THE DATA section start

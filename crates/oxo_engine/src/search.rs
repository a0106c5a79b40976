//! Minimax move selection.
//!
//! The selector is a pure function of a [`Snapshot`]: it copies the board
//! once and explores the game tree by placing, recursing and clearing marks on
//! that single buffer. Scores are relative to the selector side: a win is
//! worth `10 - depth`, a loss `depth - 10` and a draw `0`, so faster wins and
//! slower losses are preferred.

use crate::{rules, Board, GameSession, GameStatus, Side, Snapshot, CELL_COUNT};
use serde::{Deserialize, Serialize};
use tracing::{debug, instrument};

/// Score of an immediate win.
pub const WIN_SCORE: i32 = 10;

/// Plies searched past the candidate move before [`SearchLevel::Shallow`]
/// falls back to the static heuristic.
pub const SHALLOW_PLY_LIMIT: i32 = 2;

/// Static heuristic weights: center 3, corners 2, edges 1.
const CELL_WEIGHTS: [i32; CELL_COUNT] = [
    2, 1, 2, //
    1, 3, 1, //
    2, 1, 2,
];

/// How deep the selector searches.
#[derive(
    Debug,
    Clone,
    Copy,
    PartialEq,
    Eq,
    Hash,
    Default,
    Serialize,
    Deserialize,
    strum::Display,
    strum::EnumString,
    strum::EnumIter,
)]
#[serde(rename_all = "lowercase")]
#[strum(serialize_all = "lowercase", ascii_case_insensitive)]
pub enum SearchLevel {
    /// Two plies past the candidate, then the static heuristic.
    Shallow,
    /// Full-depth search to the end of the game.
    #[default]
    Exhaustive,
}

impl SearchLevel {
    /// Depth at which the search stops and scores statically, if any.
    pub fn ply_limit(self) -> Option<i32> {
        match self {
            SearchLevel::Shallow => Some(SHALLOW_PLY_LIMIT),
            SearchLevel::Exhaustive => None,
        }
    }
}

/// A chosen cell and its minimax score.
#[derive(Debug, Clone, Copy, PartialEq, Eq, derive_new::new)]
pub struct ScoredMove {
    /// Cell index (0-8).
    pub index: usize,
    /// Score relative to the selector side.
    pub score: i32,
}

/// Chooses a cell for the side to move, optimizing for `selector`.
///
/// Returns `None` if the position is already won or drawn.
pub fn choose_move(snapshot: Snapshot, level: SearchLevel, selector: Side) -> Option<usize> {
    choose_scored_move(snapshot, level, selector).map(|chosen| chosen.index)
}

/// Chooses a cell for the side to move in a live session.
pub fn choose_for(game: &GameSession, level: SearchLevel, selector: Side) -> Option<usize> {
    choose_move(game.snapshot(), level, selector)
}

/// Chooses a cell and reports its score.
///
/// Candidates are tried in ascending index order and only a strictly greater
/// score replaces the current best, so ties go to the lowest index.
#[instrument(skip(snapshot), fields(board = %snapshot.board, to_move = %snapshot.to_move))]
pub fn choose_scored_move(
    snapshot: Snapshot,
    level: SearchLevel,
    selector: Side,
) -> Option<ScoredMove> {
    let Snapshot { board, to_move } = snapshot;
    if rules::evaluate(&board).is_over() {
        debug!("Position is terminal, no move to choose");
        return None;
    }

    let mut work = board;
    let mut best: Option<ScoredMove> = None;
    for index in board.empty_cells() {
        work.place(index, to_move);
        let score = minimax(&mut work, to_move.opponent(), selector, level, 0);
        work.clear(index);

        if best.is_none_or(|b| score > b.score) {
            best = Some(ScoredMove::new(index, score));
        }
    }

    if let Some(chosen) = best {
        debug!(index = chosen.index, score = chosen.score, "Move chosen");
    }
    best
}

/// Scores `board` with `to_move` about to play, `depth` plies past the candidate.
fn minimax(board: &mut Board, to_move: Side, selector: Side, level: SearchLevel, depth: i32) -> i32 {
    match rules::evaluate(board) {
        GameStatus::Won { winner, .. } if winner == selector => return WIN_SCORE - depth,
        GameStatus::Won { .. } => return depth - WIN_SCORE,
        GameStatus::Draw => return 0,
        GameStatus::InProgress => {}
    }

    if level.ply_limit().is_some_and(|limit| depth >= limit) {
        return heuristic(board, selector);
    }

    let maximizing = to_move == selector;
    let mut best = if maximizing { i32::MIN } else { i32::MAX };
    for index in 0..CELL_COUNT {
        if !board.is_empty(index) {
            continue;
        }
        board.place(index, to_move);
        let score = minimax(board, to_move.opponent(), selector, level, depth + 1);
        board.clear(index);

        best = if maximizing { best.max(score) } else { best.min(score) };
    }
    best
}

/// Weighted occupancy: positive for the selector's marks, negative for the opponent's.
pub fn heuristic(board: &Board, selector: Side) -> i32 {
    board
        .cells()
        .iter()
        .zip(CELL_WEIGHTS)
        .map(|(cell, weight)| match cell.side() {
            Some(side) if side == selector => weight,
            Some(_) => -weight,
            None => 0,
        })
        .sum()
}
//! Match events and the observers that receive them.
//!
//! Rendering, sound and other reactions to play hang off a [`MatchObserver`]
//! handed to the match, never off process-wide state.

use oxo_engine::{Board, GameStatus, MoveError, Side};
use tokio::sync::mpsc;
use tracing::{debug, info};

/// Something that happened during a match.
#[derive(Debug, Clone, PartialEq, Eq)]
pub enum MatchEvent {
    /// A move was applied.
    MoveApplied {
        /// Cell index.
        index: usize,
        /// Side that moved.
        side: Side,
        /// Board after the move.
        board: Board,
    },
    /// A player chose a move the session rejected.
    MoveRejected {
        /// Cell index.
        index: usize,
        /// Side that tried to move.
        side: Side,
        /// Why the move was rejected.
        reason: MoveError,
    },
    /// Moves were retracted.
    Undone {
        /// Number of moves retracted.
        count: usize,
    },
    /// The game ended.
    GameOver {
        /// Final status, won or drawn.
        status: GameStatus,
    },
}

/// Receives match events.
pub trait MatchObserver: Send {
    /// Called after each event.
    fn notify(&mut self, event: &MatchEvent);
}

/// Logs every event through `tracing`.
#[derive(Debug, Clone, Copy, Default)]
pub struct TracingObserver;

impl MatchObserver for TracingObserver {
    fn notify(&mut self, event: &MatchEvent) {
        match event {
            MatchEvent::MoveApplied { index, side, board } => {
                info!(%side, index, %board, "Move applied");
            }
            MatchEvent::MoveRejected { index, side, reason } => {
                info!(%side, index, %reason, "Move rejected");
            }
            MatchEvent::Undone { count } => info!(count, "Moves undone"),
            MatchEvent::GameOver { status } => info!(?status, "Game over"),
        }
    }
}

/// Forwards events to a channel, for UIs running on another task.
impl MatchObserver for mpsc::UnboundedSender<MatchEvent> {
    fn notify(&mut self, event: &MatchEvent) {
        if self.send(event.clone()).is_err() {
            debug!("Event receiver dropped");
        }
    }
}
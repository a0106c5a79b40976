//! Alternating turn invariant: X moves first and sides take turns.

use super::Invariant;
use crate::{GameSession, Side};

/// Invariant: recorded moves alternate X, O, X, ... and the side to move
/// follows the history.
///
/// While the game is in progress the side to move is the one after the last
/// recorded move. Once the game is over it stays on the side that made the
/// final move.
pub struct AlternatingTurnInvariant;

fn expected_side(ply: usize) -> Side {
    if ply % 2 == 0 { Side::X } else { Side::O }
}

impl Invariant<GameSession> for AlternatingTurnInvariant {
    fn holds(game: &GameSession) -> bool {
        let history = game.history();
        let alternating = history
            .iter()
            .enumerate()
            .all(|(ply, record)| record.side == expected_side(ply));

        let to_move = match history.last() {
            Some(last) if game.is_over() => last.side,
            _ => expected_side(history.len()),
        };

        alternating && game.current_side() == to_move
    }

    fn description() -> &'static str {
        "Sides alternate starting with X and the side to move follows the history"
    }
}
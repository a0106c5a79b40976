//! First-class invariants for game sessions.
//!
//! Invariants are logical properties that must hold after every mutation of a
//! [`GameSession`](crate::GameSession). The session checks them in debug
//! builds; they can also be tested independently.

pub mod alternating_turn;
pub mod history_consistent;
pub mod win_line;

pub use alternating_turn::AlternatingTurnInvariant;
pub use history_consistent::HistoryConsistentInvariant;
pub use win_line::WinLineInvariant;

/// A logical property that must hold for a given state.
pub trait Invariant<S> {
    /// Checks if the invariant holds for the given state.
    fn holds(state: &S) -> bool;

    /// Human-readable description of the invariant.
    fn description() -> &'static str;
}

/// Violation of an invariant.
#[derive(Debug, Clone, PartialEq, Eq)]
pub struct InvariantViolation {
    /// Description of the violated invariant.
    pub description: String,
}

impl InvariantViolation {
    /// Creates a new invariant violation.
    pub fn new(description: impl Into<String>) -> Self {
        Self {
            description: description.into(),
        }
    }
}

/// A set of invariants that can be checked together.
///
/// Implemented for tuples of three invariants.
pub trait InvariantSet<S> {
    /// Checks all invariants in the set, collecting every violation.
    fn check_all(state: &S) -> Result<(), Vec<InvariantViolation>>;
}

fn collect(violations: Vec<InvariantViolation>) -> Result<(), Vec<InvariantViolation>> {
    if violations.is_empty() {
        Ok(())
    } else {
        Err(violations)
    }
}

impl<S, I1, I2, I3> InvariantSet<S> for (I1, I2, I3)
where
    I1: Invariant<S>,
    I2: Invariant<S>,
    I3: Invariant<S>,
{
    fn check_all(state: &S) -> Result<(), Vec<InvariantViolation>> {
        let mut violations = Vec::new();
        if !I1::holds(state) {
            violations.push(InvariantViolation::new(I1::description()));
        }
        if !I2::holds(state) {
            violations.push(InvariantViolation::new(I2::description()));
        }
        if !I3::holds(state) {
            violations.push(InvariantViolation::new(I3::description()));
        }
        collect(violations)
    }
}

/// All session invariants as a composable set.
pub type SessionInvariants = (
    HistoryConsistentInvariant,
    AlternatingTurnInvariant,
    WinLineInvariant,
);

#[cfg(test)]
mod tests {
    use super::*;
    use crate::GameSession;

    #[test]
    fn test_invariant_set_holds_for_new_game() {
        assert!(SessionInvariants::check_all(&GameSession::new()).is_ok());
    }

    #[test]
    fn test_invariant_set_holds_through_play_and_undo() {
        let mut game = GameSession::new();
        for index in [0, 3, 1, 4, 2] {
            game.make_move(index).unwrap();
            assert!(SessionInvariants::check_all(&game).is_ok());
        }
        game.undo_moves(2);
        assert!(SessionInvariants::check_all(&game).is_ok());
    }
}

THE DATA section end

Could you repeat exactly the lines in the listing above from the one with "pub enum SearchLevel" down to the one with "the lowest index."? Include both of those lines.

pub enum SearchLevel {
    /// Two plies past the candidate, then the static heuristic.
    Shallow,
    /// Full-depth search to the end of the game.
    #[default]
    Exhaustive,
}

impl SearchLevel {
    /// Depth at which the search stops and scores statically, if any.
    pub fn ply_limit(self) -> Option<i32> {
        match self {
            SearchLevel::Shallow => Some(SHALLOW_PLY_LIMIT),
            SearchLevel::Exhaustive => None,
        }
    }
}

/// A chosen cell and its minimax score.
#[derive(Debug, Clone, Copy, PartialEq, Eq, derive_new::new)]
pub struct ScoredMove {
    /// Cell index (0-8).
    pub index: usize,
    /// Score relative to the selector side.
    pub score: i32,
}

/// Chooses a cell for the side to move, optimizing for `selector`.
///
/// Returns `None` if the position is already won or drawn.
pub fn choose_move(snapshot: Snapshot, level: SearchLevel, selector: Side) -> Option<usize> {
    choose_scored_move(snapshot, level, selector).map(|chosen| chosen.index)
}

/// Chooses a cell for the side to move in a live session.
pub fn choose_for(game: &GameSession, level: SearchLevel, selector: Side) -> Option<usize> {
    choose_move(game.snapshot(), level, selector)
}

/// Chooses a cell and reports its score.
///
/// Candidates are tried in ascending index order and only a strictly greater
/// score replaces the current best, so ties go to the lowest index.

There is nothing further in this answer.